The construction of photovoltaic power plants is no walk in the park, at least not in the Czech Republic. The extremely demanding administrative process requires 35 partial steps carried out with perfect continuity. Because of this, the processing of one contract/project (power plant) does not take 7 days (technical complexity), but up to 5 months. The combination of impatient investors, careful clerks and the effort to finish everything before the original deadline holds a great potential for complications. A small error or momentary inattention can have deep and unpleasant consequences.
Martin was looking for a tool that would be able to keep track of all work in progress, other follow-up steps, and the process of their solution. It was clear that adding more work to already overburdened employees in the form of assignments and more complex reporting would bring legitimate protests and further productivity losses.

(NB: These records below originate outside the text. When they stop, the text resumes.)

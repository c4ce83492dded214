//! Feed routes shared by the microservice and the Lambda.
//!
//! # Endpoints
//!
//! - `GET /er_waittime` - Usage hint
//! - `GET /er_waittime/{facility_code}` - RSS feed for one facility
//! - `GET /billboard?faccodes=<code>` - Same feed, query parameter form
//! - `GET /health/live` - Liveness probe
//! - `GET /health/ready` - Readiness probe

use axum::{
    extract::{Path, Query, State},
    response::{IntoResponse, Response},
    routing::get,
    Extension, Router,
};
use serde::Deserialize;
use tower_http::trace::TraceLayer;
use tracing::{debug, error, info};

use erwait_lib::{build_feed, parse_records, Error as LibError};

use crate::{
    error_response, health_live, health_ready, record_feed_rendered, record_upstream_failure,
    AppState, MetricsLayer, ProblemDetails, RequestId, XmlResponse,
};

/// Body of `GET /er_waittime`.
pub const USAGE_HINT: &str = "Hi there, please pass the facility code...";

/// Query string accepted by `/billboard`.
#[derive(Debug, Deserialize)]
pub struct BillboardParams {
    pub faccodes: Option<String>,
}

/// Build the feed router around `state`.
pub fn router(state: AppState) -> Router {
    Router::new()
        .route("/er_waittime", get(usage_handler))
        .route("/er_waittime/{facility_code}", get(facility_feed_handler))
        .route("/billboard", get(billboard_handler))
        .route("/health/live", get(health_live))
        .route("/health/ready", get(health_ready))
        .layer(TraceLayer::new_for_http())
        .layer(MetricsLayer)
        .with_state(state)
}

async fn usage_handler() -> &'static str {
    USAGE_HINT
}

/// Handle `GET /er_waittime/{facility_code}`.
async fn facility_feed_handler(
    State(state): State<AppState>,
    Path(facility_code): Path<String>,
    request_id: Option<Extension<RequestId>>,
) -> Response {
    let request_id = resolve_request_id(request_id);
    render_feed(&state, &facility_code, &request_id).await
}

/// Handle `GET /billboard?faccodes=<code>`.
async fn billboard_handler(
    State(state): State<AppState>,
    Query(params): Query<BillboardParams>,
    request_id: Option<Extension<RequestId>>,
) -> Response {
    let request_id = resolve_request_id(request_id);

    match params.faccodes.as_deref().map(str::trim) {
        Some(code) if !code.is_empty() => render_feed(&state, code, &request_id).await,
        _ => ProblemDetails::bad_request(
            "query parameter 'faccodes' is required",
            request_id.as_str(),
        )
        .into_response(),
    }
}

fn resolve_request_id(extension: Option<Extension<RequestId>>) -> RequestId {
    extension
        .map(|Extension(id)| id)
        .unwrap_or_else(RequestId::generate)
}

/// Fetch, validate and render the feed for one facility.
async fn render_feed(state: &AppState, facility_code: &str, request_id: &RequestId) -> Response {
    info!(facility_code, "fetching wait times");

    let payload = match state.source().fetch(facility_code).await {
        Ok(payload) => payload,
        Err(e) => return failure(&e, facility_code, request_id),
    };

    let records = match parse_records(payload) {
        Ok(records) => records,
        Err(e) => return failure(&e, facility_code, request_id),
    };

    let feed = build_feed(&records);
    debug!(facility_code, feed = ?feed, "feed built");

    let xml = match feed.to_xml() {
        Ok(xml) => xml,
        Err(e) => return failure(&e, facility_code, request_id),
    };

    record_feed_rendered(feed.item_count());
    info!(facility_code, items = feed.item_count(), "feed rendered");

    XmlResponse::new(xml).into_response()
}

fn failure(error: &LibError, facility_code: &str, request_id: &RequestId) -> Response {
    let reason = failure_reason(error);
    error!(facility_code, reason, error = %error, "feed request failed");
    record_upstream_failure(reason);
    error_response(error, request_id.as_str())
}

fn failure_reason(error: &LibError) -> &'static str {
    if error.is_transport() {
        "transport"
    } else if error.is_payload() {
        "payload"
    } else {
        "render"
    }
}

Therefore, the possibility of employing a new qualified member of the team - a project manager – has been considered. The estimated volume of work indicated the need of a part-time or a full-time job for a person with a specific qualification. It would be hard to find the right manager, as well as for the manager to get familiar with company processes, and then there was of course the possible risk of the manager’s failure. The total cost of such a position did not match the required final effect.
Instead of a real project manager, Martin decided to try the APU - Virtual Project Manager. It creates individual work schedules for employees while taking into account the priorities of the entire company. It assigns individual tasks to people so that their working hours are fully utilized, there are no downtimes and no delays (the period of waiting for the approval of documentation on one project can be used differently and effectively).
It constantly monitors the status of projects and changes in their processing. And it adjusts every new input according to the plan.